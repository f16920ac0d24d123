//! Turns evaluation outcomes into atomic record patches.
//!
//! Decay is applied before the delta: the strength update must start from
//! what the learner actually remembers at review time, not from the raw
//! value persisted at the previous review.

use chrono::{DateTime, Utc};
use tracing::debug;

use cortex_algo::{decay, strength_delta, MemoryParams, STRENGTH_MAX, STRENGTH_MIN};

use crate::concept::{ConceptRecord, ConceptStatus};
use crate::evaluator::EvaluationOutcome;
use crate::store::RecordPatch;

const SECONDS_PER_DAY: f64 = 86_400.0;

/// Compute the full patch for one review outcome.
///
/// The patch carries strength, status, `last_reviewed`, and the flag
/// clear together so the store can commit them atomically. A pass lands
/// on `Understood` and clears the explicit review flag; a fail lands on
/// `NeedsReview` and leaves the flag alone.
pub fn integrate_outcome(
    record: &ConceptRecord,
    outcome: &EvaluationOutcome,
    now: DateTime<Utc>,
    params: &MemoryParams,
) -> RecordPatch {
    let score = outcome.score.clamp(0, 100);

    let current = match record.last_reviewed {
        Some(last) => {
            let elapsed_days = (now - last).num_seconds().max(0) as f64 / SECONDS_PER_DAY;
            decay(record.strength, elapsed_days, params)
        }
        None => record.strength,
    };

    let delta = strength_delta(score, outcome.is_pass, params);
    let new_strength = (current + delta).clamp(STRENGTH_MIN, STRENGTH_MAX);
    let new_status = if outcome.is_pass {
        ConceptStatus::Understood
    } else {
        ConceptStatus::NeedsReview
    };

    debug!(
        concept_id = %record.concept_id,
        score,
        is_pass = outcome.is_pass,
        current,
        delta,
        new_strength,
        "integrated review outcome"
    );

    RecordPatch {
        strength: Some(new_strength),
        status: Some(new_status),
        last_reviewed: Some(now),
        explicit_review_flag: if outcome.is_pass { Some(false) } else { None },
    }
}
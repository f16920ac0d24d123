//! Tiered memory-decay model.
//!
//! Strength is a 0-100 proxy for consolidation. Decay is linear within a
//! strength tier: weaker memories lose more units per day. All functions
//! are pure; elapsed time arrives as a plain number of days so decay is
//! idempotent and time-pure - projecting twice from the same inputs gives
//! the same result.

use crate::types::{MemoryParams, STRENGTH_MAX, STRENGTH_MIN};

/// Project the current strength after `elapsed_days` without review.
///
/// The decay rate is chosen from the pre-decay strength tier. The loss is
/// capped at the remaining strength, so the result never goes below 0.
/// Callers with a never-reviewed concept skip decay entirely (there is no
/// elapsed time to measure from).
pub fn decay(strength: f64, elapsed_days: f64, params: &MemoryParams) -> f64 {
    let strength = strength.clamp(STRENGTH_MIN, STRENGTH_MAX);
    if elapsed_days <= 0.0 {
        return strength;
    }
    let rate = params.decay_per_day[params.tier_index(strength)];
    let amount = (rate * elapsed_days).min(strength);
    (strength - amount).max(STRENGTH_MIN)
}

/// Review interval in hours for a concept at `strength`.
pub fn due_interval_hours(strength: f64, params: &MemoryParams) -> f64 {
    let strength = strength.clamp(STRENGTH_MIN, STRENGTH_MAX);
    params.interval_hours[params.tier_index(strength)]
}

/// Signed strength adjustment for a review outcome.
///
/// Rewards are deliberately larger than penalties: a failed review should
/// not collapse strength in one step, review exists for incremental
/// reinforcement. Scores outside 0-100 are clamped, matching the tolerance
/// for a noisy upstream evaluator.
pub fn strength_delta(score: i32, is_pass: bool, params: &MemoryParams) -> f64 {
    let score = score.clamp(0, 100);
    if is_pass {
        select_delta(score, &params.pass_score_cutoffs, &params.pass_rewards)
    } else {
        select_delta(score, &params.fail_score_cutoffs, &params.fail_penalties)
    }
}

fn select_delta(score: i32, cutoffs: &[i32; 2], values: &[f64; 3]) -> f64 {
    for (cutoff, value) in cutoffs.iter().zip(values.iter()) {
        if score >= *cutoff {
            return *value;
        }
    }
    values[2]
}
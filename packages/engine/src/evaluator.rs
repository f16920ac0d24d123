//! Evaluator boundary.
//!
//! Scoring a learner response is an external network round-trip to a
//! language model and the only suspending operation in the review
//! pipeline. The engine consumes this narrow interface; a failed or
//! timed-out evaluation must never mutate a concept record.

use std::collections::VecDeque;
use std::future::Future;
use std::time::Duration;

use parking_lot::Mutex;
use serde::{Deserialize, Serialize};
use thiserror::Error;
use tracing::debug;

use cortex_algo::InteractionMode;

/// Verdict produced by the external evaluator for one learner response.
///
/// Scores are nominally 0-100 but the upstream model is noisy; consumers
/// clamp rather than reject out-of-range values.
#[derive(Debug, Clone, Copy, PartialEq, Eq, Serialize, Deserialize)]
#[serde(rename_all = "camelCase")]
pub struct EvaluationOutcome {
    pub score: i32,
    pub is_pass: bool,
}

impl EvaluationOutcome {
    pub fn pass(score: i32) -> Self {
        Self { score, is_pass: true }
    }

    pub fn fail(score: i32) -> Self {
        Self { score, is_pass: false }
    }
}

#[derive(Debug, Error)]
pub enum EvaluatorError {
    #[error("evaluator unavailable: {0}")]
    Unavailable(String),
    #[error("evaluation timed out after {0:?}")]
    Timeout(Duration),
    #[error("malformed evaluator response: {0}")]
    Malformed(String),
}

/// External scorer of free-text learner responses.
pub trait Evaluator: Send + Sync {
    fn evaluate(
        &self,
        concept_id: &str,
        learner_response: &str,
        mode: InteractionMode,
    ) -> impl Future<Output = Result<EvaluationOutcome, EvaluatorError>> + Send;
}

/// Deterministic evaluator replaying a pre-loaded script of results, in
/// order. Used by tests and the demo binary; an exhausted script reports
/// the evaluator as unavailable.
#[derive(Default)]
pub struct ScriptedEvaluator {
    script: Mutex<VecDeque<Result<EvaluationOutcome, EvaluatorError>>>,
}

impl ScriptedEvaluator {
    pub fn new() -> Self {
        Self::default()
    }

    pub fn push_pass(&self, score: i32) {
        self.script.lock().push_back(Ok(EvaluationOutcome::pass(score)));
    }

    pub fn push_fail(&self, score: i32) {
        self.script.lock().push_back(Ok(EvaluationOutcome::fail(score)));
    }

    pub fn push_error(&self, error: EvaluatorError) {
        self.script.lock().push_back(Err(error));
    }

    pub fn remaining(&self) -> usize {
        self.script.lock().len()
    }
}

impl Evaluator for ScriptedEvaluator {
    fn evaluate(
        &self,
        concept_id: &str,
        _learner_response: &str,
        mode: InteractionMode,
    ) -> impl Future<Output = Result<EvaluationOutcome, EvaluatorError>> + Send {
        let next = self.script.lock().pop_front();
        let concept_id = concept_id.to_string();
        async move {
            debug!(concept_id = %concept_id, mode = mode.as_str(), "scripted evaluation");
            next.unwrap_or_else(|| {
                Err(EvaluatorError::Unavailable("script exhausted".to_string()))
            })
        }
    }
}

#[cfg(test)]
mod tests {
    use super::*;

    #[tokio::test]
    async fn test_scripted_replay_in_order() {
        let evaluator = ScriptedEvaluator::new();
        evaluator.push_pass(92);
        evaluator.push_fail(35);

        let first = evaluator
            .evaluate("c1", "answer", InteractionMode::Probe)
            .await
            .unwrap();
        assert_eq!(first, EvaluationOutcome::pass(92));

        let second = evaluator
            .evaluate("c1", "answer", InteractionMode::Explain)
            .await
            .unwrap();
        assert_eq!(second, EvaluationOutcome::fail(35));
    }

    #[tokio::test]
    async fn test_exhausted_script_is_unavailable() {
        let evaluator = ScriptedEvaluator::new();
        let result = evaluator
            .evaluate("c1", "answer", InteractionMode::Probe)
            .await;
        assert!(matches!(result, Err(EvaluatorError::Unavailable(_))));
    }

    #[tokio::test]
    async fn test_scripted_error_surfaces() {
        let evaluator = ScriptedEvaluator::new();
        evaluator.push_error(EvaluatorError::Timeout(Duration::from_secs(30)));
        let result = evaluator
            .evaluate("c1", "answer", InteractionMode::Probe)
            .await;
        assert!(matches!(result, Err(EvaluatorError::Timeout(_))));
    }
}
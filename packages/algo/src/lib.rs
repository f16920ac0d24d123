//! # cortex-algo - core review-scheduling algorithms
//!
//! Pure Rust implementations of the memory math behind the adaptive
//! review scheduler:
//!
//! - **Memory decay** - tiered forgetting curve over a 0-100 strength scale
//! - **Due intervals** - strength tier to review-interval mapping
//! - **Strength deltas** - asymmetric reward/penalty for review outcomes
//! - **Mode sampling** - weighted choice of the review interaction mode
//!
//! Design goals:
//! - **Pure** - no I/O, no clocks; callers pass elapsed time explicitly
//! - **Deterministic** - randomized sampling takes a seedable RNG
//! - **Configurable** - every tuned constant lives in a params struct
//!   whose `Default` is the canonical tuning
//!
//! Module structure:
//! - [`memory`] - decay, due intervals, strength deltas
//! - [`modes`] - weighted interaction-mode sampling
//! - [`types`] - shared params structs and constants

pub mod memory;
pub mod modes;
pub mod types;

pub use memory::{decay, due_interval_hours, strength_delta};
pub use modes::{choose_mode, InteractionMode, ModeSampler};
pub use types::{MemoryParams, ModeWeights, STRENGTH_MAX, STRENGTH_MIN};
//! Tracing setup for hosts embedding the engine.
//!
//! Stdout logging is always on; file logging is opt-in through
//! [`LoggingConfig`] and writes a daily-rolling log file.

use tracing_appender::non_blocking::WorkerGuard;
use tracing_appender::rolling::{RollingFileAppender, Rotation};
use tracing_subscriber::{fmt, layer::SubscriberExt, util::SubscriberInitExt, EnvFilter};

use crate::config::LoggingConfig;

pub struct FileLogGuard {
    _guard: WorkerGuard,
}

pub fn init_tracing(config: &LoggingConfig) -> Option<FileLogGuard> {
    let env_filter =
        EnvFilter::try_new(&config.level).unwrap_or_else(|_| EnvFilter::new("info"));
    let stdout_layer = fmt::layer().with_target(true);

    if config.enable_file_logs {
        if let Err(err) = std::fs::create_dir_all(&config.dir) {
            eprintln!("failed to create log directory {}: {err}", config.dir);
        } else {
            let file_appender =
                RollingFileAppender::new(Rotation::DAILY, &config.dir, "engine.log");
            let (file_writer, guard) = tracing_appender::non_blocking(file_appender);
            let file_layer = fmt::layer()
                .with_writer(file_writer)
                .with_ansi(false)
                .with_target(true);

            tracing_subscriber::registry()
                .with(env_filter)
                .with(stdout_layer)
                .with(file_layer)
                .init();

            return Some(FileLogGuard { _guard: guard });
        }
    }

    tracing_subscriber::registry()
        .with(env_filter)
        .with(stdout_layer)
        .init();

    None
}
//! Demo walk through the review pipeline: seed a store, rank candidates,
//! run one session against a scripted evaluator.

use std::sync::Arc;

use chrono::{Duration, Utc};
use tracing::info;

use cortex_engine::{
    CandidateView, ConceptRecord, ConceptStatus, EngineConfig, EvaluatorError, MemoryStore,
    ScriptedEvaluator, SessionKind, SessionService, SessionStart,
};

#[tokio::main]
async fn main() {
    dotenvy::dotenv().ok();
    let config = EngineConfig::from_env();
    let _log_guard = cortex_engine::logging::init_tracing(&config.logging);

    let now = Utc::now();
    let store = Arc::new(MemoryStore::new());
    store.set_module_installed("mod-pointers", true);
    // Not installed: its concepts must never show up for review.
    store.set_module_installed("mod-lifetimes", false);

    let seeds = [
        ("ownership", "mod-pointers", 50.0, Some(72), false),
        ("borrowing", "mod-pointers", 10.0, Some(30), false),
        ("slices", "mod-pointers", 85.0, Some(2), false),
        ("deref", "mod-pointers", 65.0, Some(200), true),
        ("fresh-arc", "mod-pointers", 0.0, None, false),
        ("variance", "mod-lifetimes", 20.0, Some(96), false),
    ];
    for (concept_id, module_id, strength, reviewed_hours_ago, flagged) in seeds {
        store.upsert(ConceptRecord {
            status: ConceptStatus::Understood,
            strength,
            last_reviewed: reviewed_hours_ago.map(|h| now - Duration::hours(h)),
            explicit_review_flag: flagged,
            ..ConceptRecord::new(concept_id, module_id)
        });
    }

    let service = SessionService::new(store.clone(), &config);

    let summary = service.scheduler().summary(store.as_ref(), now);
    info!(
        due_today = summary.due_today_count,
        due_this_week = summary.due_this_week_count,
        eligible = summary.total_eligible_count,
        "dashboard summary"
    );

    for candidate in service
        .scheduler()
        .candidates(store.as_ref(), CandidateView::All, now)
    {
        info!(
            concept_id = %candidate.concept_id,
            strength = format!("{:.1}", candidate.current_strength),
            due = candidate.is_due,
            priority = format!("{:.1}", candidate.priority),
            "candidate"
        );
    }

    let evaluator = ScriptedEvaluator::new();
    evaluator.push_pass(97);
    evaluator.push_error(EvaluatorError::Unavailable("model overloaded".to_string()));
    evaluator.push_pass(92);
    evaluator.push_fail(35);
    evaluator.push_pass(85);
    evaluator.push_pass(91);

    let mut session = match service.start_session(SessionKind::Standard, now) {
        SessionStart::Started(session) => session,
        SessionStart::NothingDue => {
            info!("nothing to review");
            return;
        }
    };

    loop {
        let (concept_id, mode) = match session.current() {
            Some(item) => (item.record.concept_id.clone(), item.mode),
            None => break,
        };
        info!(concept_id = %concept_id, mode = mode.as_str(), "presenting concept");

        match service
            .submit_response(&mut session, &evaluator, "learner answer", now)
            .await
        {
            Ok(updated) => info!(
                concept_id = %updated.concept_id,
                strength = format!("{:.1}", updated.strength),
                status = updated.status.as_str(),
                "outcome committed"
            ),
            Err(err) => {
                // Retryable: the same item stays at the cursor.
                info!(concept_id = %concept_id, error = %err, "evaluation failed, retrying");
            }
        }
    }

    info!(state = ?session.state(), "session finished");
}
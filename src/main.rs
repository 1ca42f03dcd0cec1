//! KanaDB CLI - inspect and edit a KanaDB store from the command line

use clap::{Parser, Subcommand};
use std::path::PathBuf;
use tracing_subscriber::{fmt, prelude::*, EnvFilter};

use kanadb::config::{self, StoreConfig};
use kanadb::{ui, KanaDb};

mod commands;

#[derive(Parser)]
#[command(name = "kanadb")]
#[command(version)]
#[command(about = "Embedded store for analysis results and their reference-counted input files")]
#[command(long_about = r#"
KanaDB stores serialized analyses together with the input files they use.
Files shared by several analyses are stored once and reference counted.

Example usage:
  kanadb put-file counts.h5 --id counts
  kanadb put-analysis state.bin --title "First pass" --files refs.json
  kanadb list
  kanadb rm-analysis 0
"#)]
struct Cli {
    /// Enable verbose logging
    #[arg(short, long, global = true)]
    verbose: bool,

    /// Emit JSON instead of human-readable output
    #[arg(long, global = true)]
    json: bool,

    /// Path to the database file (overrides the config file)
    #[arg(short, long, global = true)]
    database: Option<PathBuf>,

    /// Path to the config file
    #[arg(short, long, global = true)]
    config: Option<PathBuf>,

    #[command(subcommand)]
    command: Commands,
}

#[derive(Subcommand)]
enum Commands {
    /// Write a config file and create the store
    Init {
        /// Overwrite an existing config file
        #[arg(long)]
        force: bool,
    },

    /// List stored analyses
    List,

    /// Store a file, adding one reference to it
    PutFile {
        /// File to read
        path: PathBuf,

        /// Id to store under (defaults to the BLAKE3 digest of the content)
        #[arg(long)]
        id: Option<String>,
    },

    /// Print or export a stored file
    GetFile {
        id: String,

        /// Write to this path instead of stdout
        #[arg(short, long)]
        out: Option<PathBuf>,
    },

    /// Drop one reference to a file
    RmFile { id: String },

    /// Store an analysis payload
    PutAnalysis {
        /// Serialized analysis to read
        path: PathBuf,

        #[arg(short, long)]
        title: String,

        /// JSON file with the file reference graph
        #[arg(short, long)]
        files: Option<PathBuf>,

        /// Id to store under (defaults to the next free id)
        #[arg(long)]
        id: Option<String>,
    },

    /// Print or export an analysis payload
    GetAnalysis {
        id: String,

        /// Write to this path instead of stdout
        #[arg(short, long)]
        out: Option<PathBuf>,
    },

    /// Remove an analysis and release its files
    RmAnalysis { id: String },

    /// Show analysis metadata with file reference counts
    Show { id: String },

    /// Show store statistics
    Stats,
}

#[tokio::main]
async fn main() -> anyhow::Result<()> {
    let cli = Cli::parse();

    // Initialize logging
    let filter = if cli.verbose {
        EnvFilter::new("debug")
    } else {
        EnvFilter::new("info")
    };

    tracing_subscriber::registry()
        .with(fmt::layer().with_writer(std::io::stderr))
        .with(filter)
        .init();

    let store_config = resolve_config(&cli)?;
    tracing::debug!(database = %store_config.database.display(), "using store");

    // opening is deferred until the first operation
    let db = KanaDb::new(store_config.clone());
    let result = match cli.command {
        Commands::Init { force } => {
            let path = cli.config.clone().unwrap_or_else(config::default_config_path);
            commands::run_init(&db, &path, &store_config, force, cli.json).await
        }
        Commands::List => commands::run_list(&db, cli.json).await,
        Commands::PutFile { path, id } => commands::run_put_file(&db, &path, id, cli.json).await,
        Commands::GetFile { id, out } => commands::run_get_file(&db, &id, out.as_deref()).await,
        Commands::RmFile { id } => commands::run_rm_file(&db, &id, cli.json).await,
        Commands::PutAnalysis {
            path,
            title,
            files,
            id,
        } => commands::run_put_analysis(&db, &path, &title, files.as_deref(), id, cli.json).await,
        Commands::GetAnalysis { id, out } => {
            commands::run_get_analysis(&db, &id, out.as_deref()).await
        }
        Commands::RmAnalysis { id } => commands::run_rm_analysis(&db, &id, cli.json).await,
        Commands::Show { id } => commands::run_show(&db, &id, cli.json).await,
        Commands::Stats => commands::run_stats(&db, cli.json).await,
    };

    if let Err(err) = result {
        ui::error(&format!("{:#}", err));
        std::process::exit(1);
    }
    Ok(())
}

fn resolve_config(cli: &Cli) -> anyhow::Result<StoreConfig> {
    let mut store_config = config::load_config(cli.config.as_deref())?.unwrap_or_default();
    if let Some(database) = &cli.database {
        store_config.database = database.clone();
    }
    Ok(store_config)
}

■ **To do**
The lines above, starting at the one with "goes below 0." and ending at the one with "use cortex_algo::InteractionMode;", are the only ones to return, exactly as written.

■ **Answer space**
/// capped at the remaining strength, so the result never goes below 0.
/// Callers with a never-reviewed concept skip decay entirely (there is no
/// elapsed time to measure from).
pub fn decay(strength: f64, elapsed_days: f64, params: &MemoryParams) -> f64 {
    let strength = strength.clamp(STRENGTH_MIN, STRENGTH_MAX);
    if elapsed_days <= 0.0 {
        return strength;
    }
    let rate = params.decay_per_day[params.tier_index(strength)];
    let amount = (rate * elapsed_days).min(strength);
    (strength - amount).max(STRENGTH_MIN)
}

/// Review interval in hours for a concept at `strength`.
pub fn due_interval_hours(strength: f64, params: &MemoryParams) -> f64 {
    let strength = strength.clamp(STRENGTH_MIN, STRENGTH_MAX);
    params.interval_hours[params.tier_index(strength)]
}

/// Signed strength adjustment for a review outcome.
///
/// Rewards are deliberately larger than penalties: a failed review should
/// not collapse strength in one step, review exists for incremental
/// reinforcement. Scores outside 0-100 are clamped, matching the tolerance
/// for a noisy upstream evaluator.
pub fn strength_delta(score: i32, is_pass: bool, params: &MemoryParams) -> f64 {
    let score = score.clamp(0, 100);
    if is_pass {
        select_delta(score, &params.pass_score_cutoffs, &params.pass_rewards)
    } else {
        select_delta(score, &params.fail_score_cutoffs, &params.fail_penalties)
    }
}

fn select_delta(score: i32, cutoffs: &[i32; 2], values: &[f64; 3]) -> f64 {
    for (cutoff, value) in cutoffs.iter().zip(values.iter()) {
        if score >= *cutoff {
            return *value;
        }
    }
    values[2]
}
filename packages/engine/src/evaluator.rs
repository f16920ac0d24d123
//! Evaluator boundary.
//!
//! Scoring a learner response is an external network round-trip to a
//! language model and the only suspending operation in the review
//! pipeline. The engine consumes this narrow interface; a failed or
//! timed-out evaluation must never mutate a concept record.

use std::collections::VecDeque;
use std::future::Future;
use std::time::Duration;

use parking_lot::Mutex;
use serde::{Deserialize, Serialize};
use thiserror::Error;
use tracing::debug;

use cortex_algo::InteractionMode;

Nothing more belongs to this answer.